The Internet is the world's living, ever-evolving database, certainly the largest depository of information ever assembled. But as it is...

Share story

The Internet is the world’s living, ever-evolving database, certainly the largest depository of information ever assembled.

But as it is assembled and reassembled, changing by the second, researchers are concerned that too often, backing up is hard to do.

To some, nothing is older than a minutes-old Web page (to update the old saw about a day-old newspaper), but for others there is value in the Web sites of yester-minute and archivists have been wrestling with means of preserving today’s Internet for tomorrow’s scholars and researchers.

Without a working archive, these experts fear, future-generation Web surfers might never know who Client 9 was or what topics were generating the most interest on this week.

Impossible task

By virtue of the Internet’s sheer enormousness and its warp-speed evolution, the task of archiving its content in its entirety is impossible, like trying to catalog every grain of sand on the world’s beaches.

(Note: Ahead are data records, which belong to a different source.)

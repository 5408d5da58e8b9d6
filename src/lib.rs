//! # kScript
//!
//! kScript is a tiny interpreted scripting language with numeric and string
//! values, infix arithmetic, variable assignment, user-callable built-ins
//! and block-structured control flow (`if` / `elseif` / `else` / `while` /
//! `end`). Programs are compiled line by line into postfix and executed
//! over a value stack; a two-pass model pairs every block opener with its
//! `end` before the first line runs.

#![warn(
    clippy::redundant_clone,
    clippy::needless_pass_by_value,
    clippy::similar_names,
    clippy::large_enum_variant,
    clippy::string_lit_as_bytes,
    clippy::match_same_arms,
    clippy::cargo,
    clippy::nursery,
    clippy::perf,
    clippy::style,
    clippy::suspicious,
    clippy::correctness,
    clippy::complexity,
    clippy::pedantic,
)]
#![allow(clippy::missing_errors_doc)]

use std::{cell::RefCell, error::Error, io::Write, rc::Rc};

use crate::interpreter::script::core::ScriptModule;

/// Provides unified error types for compilation and execution.
///
/// This module defines all errors that can be raised while lexing, parsing
/// or evaluating a script, split by phase, plus the wrapper that tags an
/// error with the compiled line it occurred on.
///
/// # Responsibilities
/// - Defines error enums for every failure mode (lexer, parser, block
///   resolver, evaluator).
/// - Renders the batch driver's two-line error reports.
pub mod error;

/// Orchestrates the entire process of script execution.
///
/// This module ties together the lexer, the shunting-yard parser, the block
/// resolver, the postfix evaluator and the per-program `ScriptModule` state
/// that the driver runs.
///
/// # Responsibilities
/// - Coordinates all core components: lexer, parser, evaluator, registries
///   and the script module.
/// - Provides the entry points for batch compilation and interactive
///   evaluation.
pub mod interpreter;

/// Shared byte buffer used to capture script output.
#[derive(Clone, Default)]
struct CaptureBuffer {
    bytes: Rc<RefCell<Vec<u8>>>,
}

impl Write for CaptureBuffer {
    fn write(&mut self, buf: &[u8]) -> std::io::Result<usize> {
        self.bytes.borrow_mut().extend_from_slice(buf);
        Ok(buf.len())
    }

    fn flush(&mut self) -> std::io::Result<()> {
        Ok(())
    }
}

/// Compiles and executes a kScript program, returning everything it
/// printed.
///
/// This is the library-level counterpart of running `kscript <file>`: the
/// whole source is compiled first, then executed from the top. Output that
/// `print` produced before a runtime error is lost; the batch binary
/// streams to stdout instead.
///
/// # Errors
/// Returns the first compile or runtime error, tagged with its compiled
/// line number.
///
/// # Examples
/// ```
/// use kscript::run_script;
///
/// let output = run_script("print 2 + 2").unwrap();
/// assert_eq!(output, "4.000000\n");
///
/// // A compile error anywhere prevents execution entirely.
/// assert!(run_script("print 1\nx = (2").is_err());
/// ```
pub fn run_script(source: &str) -> Result<String, Box<dyn Error>> {
    let buffer = CaptureBuffer::default();
    let mut module = ScriptModule::new();
    module.set_output(Box::new(buffer.clone()));

    module.compile(source)?;
    module.execute()?;

    let bytes = buffer.bytes.borrow();
    Ok(String::from_utf8_lossy(&bytes).into_owned())
}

But as it is easy to take a photograph of a beach, it also is possible to grab snapshots of the Internet, or specific portions of it, to preserve for future generations.

And that’s exactly what researchers at the Internet Archive, the Library of Congress, the National Archives and libraries worldwide are working on.

There have been some remarkable strides already, starting with the Mountain View, Calif.-based Internet Archive and its Wayback Machine, where its creator hopes to build a sort of second coming of the Library of Alexandria, the long-ago destroyed institution that housed much of the ancient world’s recorded knowledge.

The project has archived some 85 billion Web pages on computers that measure data in large quantities called petabytes.

100 days

“The average life span of a Web site is about 100 days, so you have to be proactive about getting and saving them,” said Brewster Kahle, who founded the nonprofit Internet Archive and began sculpting his vision of a working Internet library in 1996.

“We knew that this was coming. You could tell that there was going to be an online digital world, and we wanted to make sure there was a library built,” said Kahle, who is as dedicated to his gargantuan task as he is unassuming in discussing it.

So, on a regular basis, the Internet Archive releases a robot program called the Heritrix, which conducts Web crawls, bounding about the Internet and collecting Web sites by the millions.

Each crawl collects about 4 billion sites, which are saved in the Wayback Machine. Anyone can access the collection at, type in a site name and view archived past versions of it.

Initially funded by Kahle, the project has since received money from dozens of individuals and institutions — including the Mellon Foundation — and works worldwide with government agencies and libraries.

The robot crawlers collect only open public sites; those who don’t want their sites archived can add a bit of code to block the bot.

Kahle, a middle-aged Internet pioneer who sold startup companies to and AOL, said the Internet Archive has no endgame and its Web crawlers will continue indefinitely collecting petabytes of data as the Internet continues to dilate.

It can be difficult to wrap your brain around the enormity of a petabyte, which is about 1,000,000,000,000,000 bytes.

Science Grid This Week, a publication of the Fermilab, sums it up like this: If a byte is a single character on a keyboard and you typed one character per second, it would take more than 30 million years to create a petabyte-length document.

Another example: Say you had a fleet of personal computers and each one had a 50 gigabyte hard drive. You would need 20,000 of those PCs to hold a petabyte of data.

So when the Internet Archive says it has 2 petabytes worth of data stored, that’s one supersized library.

Only a fraction

Still, it’s just a fraction of the information stored on millions of Internet servers around the world. And what doesn’t get archived can end up disappearing forever into the digital ether.

Gregory S. Hunter, a professor at the Palmer School of Library and Information Science at Long Island University and one of the nation’s leading experts on electronic archiving, agreed that some Web sites are precious commodities that must be preserved.

Unlike Kahle’s all-inclusive approach, most other archives are consumed with the often vexing task of determining what data is worth saving and what belongs in the digital scrap heap.

Do we really want to preserve every teenager’s MySpace page? Well, Hunter says, we may want to save some of them so future researchers can understand the phenomenon of social networking.

“It’s very important that we preserve some Web sites as evidence of what has been created, or what was happening at a given point in the past. Newspaper Web sites are a good example. It’s a cultural question. We want to preserve things that reflect society in all its beauty and ugliness for future generations,” Hunter said.

Federal project

Hunter is the principal archivist for a project to build the federal government’s Electronic Records Archive (ERA), which would preserve or “appropriately dispose” of any government electronic record.

The ERA, a project of the National Archives, passed a milestone in December with the successful test of its software system developed by Lockheed Martin.

Now comes the hard part.

“As archivists, we think that by making appropriate judgments we can help sort out the wheat from the chaff,” Hunter said.

“If we save every bit of information, what good would it do us? If we keep nothing, that would do us no good either. Archivists are trying to find that middle point.”